The data: Begin

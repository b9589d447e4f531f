//! Job result records and summary-block field extraction.
//!
//! azcopy ends a job with a summary block of `<Label>: <integer>` lines.
//! Each record variant carries an explicit table mapping the exact label
//! text to the field it populates; extraction is best-effort and a label
//! that is absent or malformed silently leaves its field at 0.

use regex::Regex;

/// Result record for a `cp` job.
#[derive(Clone, Debug, Default, PartialEq)]
pub struct CopyJobInfo {
    /// Last progress percentage reported (azcopy may finish without ever
    /// reporting 100).
    pub percent_complete: f64,

    /// Best available failure diagnostic; empty means no error.
    pub error_message: String,

    /// The terminal status reported by azcopy, e.g. `Completed`.
    pub final_status: String,

    /// Number of File Transfers.
    pub file_transfers: u64,

    /// Number of Folder Property Transfers.
    pub folder_property_transfers: u64,

    /// Total Number of Transfers.
    pub total_transfers: u64,

    /// Number of Transfers Completed.
    pub transfers_completed: u64,

    /// Number of Transfers Failed.
    pub transfers_failed: u64,

    /// Number of Transfers Skipped.
    pub transfers_skipped: u64,

    /// TotalBytesTransferred.
    pub bytes_transferred: u64,

    /// True only once the terminal status indicates full success.
    pub completed: bool,
}

/// Result record for a `sync` job.
#[derive(Clone, Debug, Default, PartialEq)]
pub struct SyncJobInfo {
    /// Last progress percentage reported.
    pub percent_complete: f64,

    /// Best available failure diagnostic; empty means no error.
    pub error_message: String,

    /// The terminal status reported by azcopy, e.g. `Completed`.
    pub final_status: String,

    /// Files Scanned at Source.
    pub files_scanned_at_source: u64,

    /// Files Scanned at Destination.
    pub files_scanned_at_destination: u64,

    /// Number of Copy Transfers for Files.
    pub copy_transfers_for_files: u64,

    /// Number of Copy Transfers for Folder Properties.
    pub copy_transfers_for_folder_properties: u64,

    /// Total Number Of Copy Transfers.
    pub total_copy_transfers: u64,

    /// Number of Copy Transfers Completed.
    pub copy_transfers_completed: u64,

    /// Number of Copy Transfers Failed.
    pub copy_transfers_failed: u64,

    /// Number of Deletions at Destination.
    pub deletions_at_destination: u64,

    /// Total Number of Bytes Transferred.
    pub bytes_transferred: u64,

    /// Total Number of Bytes Enumerated.
    pub bytes_enumerated: u64,

    /// True only once the terminal status indicates full success.
    pub completed: bool,
}

/// Label-to-field table for copy summaries.
pub(crate) const COPY_FIELDS: &[(&str, fn(&mut CopyJobInfo, u64))] = &[
    ("Number of File Transfers", |job, value| {
        job.file_transfers = value;
    }),
    ("Number of Folder Property Transfers", |job, value| {
        job.folder_property_transfers = value;
    }),
    ("Total Number of Transfers", |job, value| {
        job.total_transfers = value;
    }),
    ("Number of Transfers Completed", |job, value| {
        job.transfers_completed = value;
    }),
    ("Number of Transfers Failed", |job, value| {
        job.transfers_failed = value;
    }),
    ("Number of Transfers Skipped", |job, value| {
        job.transfers_skipped = value;
    }),
    ("TotalBytesTransferred", |job, value| {
        job.bytes_transferred = value;
    }),
];

/// Label-to-field table for sync summaries.
pub(crate) const SYNC_FIELDS: &[(&str, fn(&mut SyncJobInfo, u64))] = &[
    ("Files Scanned at Source", |job, value| {
        job.files_scanned_at_source = value;
    }),
    ("Files Scanned at Destination", |job, value| {
        job.files_scanned_at_destination = value;
    }),
    ("Number of Copy Transfers for Files", |job, value| {
        job.copy_transfers_for_files = value;
    }),
    ("Number of Copy Transfers for Folder Properties", |job, value| {
        job.copy_transfers_for_folder_properties = value;
    }),
    ("Total Number Of Copy Transfers", |job, value| {
        job.total_copy_transfers = value;
    }),
    ("Number of Copy Transfers Completed", |job, value| {
        job.copy_transfers_completed = value;
    }),
    ("Number of Copy Transfers Failed", |job, value| {
        job.copy_transfers_failed = value;
    }),
    ("Number of Deletions at Destination", |job, value| {
        job.deletions_at_destination = value;
    }),
    ("Total Number of Bytes Transferred", |job, value| {
        job.bytes_transferred = value;
    }),
    ("Total Number of Bytes Enumerated", |job, value| {
        job.bytes_enumerated = value;
    }),
];

/// Looks up a labelled integer in a summary block.
///
/// Matches `<label>: <digits>` anchored at the start of a line, so a label
/// embedded inside a longer label cannot cross-match. Any failure (label
/// absent, number malformed, pattern build error) yields 0.
pub(crate) fn summary_value(label: &str, summary: &str) -> u64 {
    let pattern = format!(r"(?m)^\s*{}: (\d+)", regex::escape(label));
    let Ok(re) = Regex::new(&pattern) else {
        return 0;
    };
    re.captures(summary)
        .and_then(|captures| captures.get(1))
        .and_then(|value| value.as_str().parse().ok())
        .unwrap_or(0)
}

#[cfg(test)]
mod tests {
    use test_case::test_case;

    use super::*;

    const SUMMARY: &str = "\
Number of File Transfers: 12
Number of Folder Property Transfers: 3
Total Number of Transfers: 15
Number of Transfers Completed: 14
Number of Transfers Failed: 1
Number of Transfers Skipped: 0
TotalBytesTransferred: 104857600
";

    #[test_case("Number of File Transfers" => 12; "file transfers")]
    #[test_case("Total Number of Transfers" => 15; "total transfers")]
    #[test_case("Number of Transfers Failed" => 1; "failed transfers")]
    #[test_case("TotalBytesTransferred" => 104_857_600; "bytes transferred")]
    #[test_case("Elapsed Time Minutes" => 0; "absent label defaults to zero")]
    fn copy_summary_lookup(label: &str) -> u64 {
        summary_value(label, SUMMARY)
    }

    #[test]
    fn label_embedded_in_longer_label_does_not_cross_match() {
        let summary = "Total Number of Transfers: 15\nNumber of Transfers: 7\n";
        assert_eq!(summary_value("Number of Transfers", summary), 7);
        assert_eq!(summary_value("Total Number of Transfers", summary), 15);
    }

    #[test]
    fn malformed_number_defaults_to_zero() {
        let summary = "Number of Transfers Failed: many\n";
        assert_eq!(summary_value("Number of Transfers Failed", summary), 0);
    }

    #[test]
    fn indented_label_still_matches() {
        let summary = "   Number of Transfers Completed: 9\n";
        assert_eq!(summary_value("Number of Transfers Completed", summary), 9);
    }

    #[test]
    fn copy_table_populates_every_counter() {
        let mut job = CopyJobInfo::default();
        for (label, assign) in COPY_FIELDS {
            assign(&mut job, summary_value(label, SUMMARY));
        }
        assert_eq!(job.file_transfers, 12);
        assert_eq!(job.folder_property_transfers, 3);
        assert_eq!(job.total_transfers, 15);
        assert_eq!(job.transfers_completed, 14);
        assert_eq!(job.transfers_failed, 1);
        assert_eq!(job.transfers_skipped, 0);
        assert_eq!(job.bytes_transferred, 104_857_600);
    }
}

The data: End

Please copy every line of the records above in which "const" appears.

Written solution:
pub(crate) const COPY_FIELDS: &[(&str, fn(&mut CopyJobInfo, u64))] = &[
pub(crate) const SYNC_FIELDS: &[(&str, fn(&mut SyncJobInfo, u64))] = &[
    const SUMMARY: &str = "\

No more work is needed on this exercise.